(How to complete this task):
Return exactly the lines below, starting with the one that has "use cidr_registry::output::render;" and going on through the one that has "let settings = Settings::parse();".

(Data shown):

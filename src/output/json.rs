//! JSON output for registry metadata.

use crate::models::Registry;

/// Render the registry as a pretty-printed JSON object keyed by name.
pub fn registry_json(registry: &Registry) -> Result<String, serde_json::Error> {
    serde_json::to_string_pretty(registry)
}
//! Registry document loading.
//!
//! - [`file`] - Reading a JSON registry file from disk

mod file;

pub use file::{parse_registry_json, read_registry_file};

--

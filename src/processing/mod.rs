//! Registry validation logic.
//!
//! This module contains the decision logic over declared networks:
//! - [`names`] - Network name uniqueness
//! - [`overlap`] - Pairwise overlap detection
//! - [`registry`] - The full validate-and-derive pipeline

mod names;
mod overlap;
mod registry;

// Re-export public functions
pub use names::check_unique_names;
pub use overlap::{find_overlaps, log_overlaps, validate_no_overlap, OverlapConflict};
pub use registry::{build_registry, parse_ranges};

==

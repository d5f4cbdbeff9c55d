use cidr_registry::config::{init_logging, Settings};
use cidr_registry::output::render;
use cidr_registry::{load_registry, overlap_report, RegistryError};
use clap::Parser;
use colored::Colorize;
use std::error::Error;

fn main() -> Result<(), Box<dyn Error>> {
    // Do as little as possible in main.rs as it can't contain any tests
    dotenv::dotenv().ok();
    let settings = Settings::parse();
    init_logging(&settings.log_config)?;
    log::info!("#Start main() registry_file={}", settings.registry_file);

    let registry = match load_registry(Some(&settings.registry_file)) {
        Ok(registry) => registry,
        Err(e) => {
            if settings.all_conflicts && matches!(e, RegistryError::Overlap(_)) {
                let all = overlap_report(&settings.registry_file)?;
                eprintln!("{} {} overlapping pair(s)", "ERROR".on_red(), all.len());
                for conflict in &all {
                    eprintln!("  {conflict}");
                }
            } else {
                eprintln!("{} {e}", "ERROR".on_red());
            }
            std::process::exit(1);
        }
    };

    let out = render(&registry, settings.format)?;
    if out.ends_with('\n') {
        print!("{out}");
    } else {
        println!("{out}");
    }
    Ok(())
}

(Solution for this exercise):
use cidr_registry::output::render;
use cidr_registry::{load_registry, overlap_report, RegistryError};
use clap::Parser;
use colored::Colorize;
use std::error::Error;

fn main() -> Result<(), Box<dyn Error>> {
    // Do as little as possible in main.rs as it can't contain any tests
    dotenv::dotenv().ok();
    let settings = Settings::parse();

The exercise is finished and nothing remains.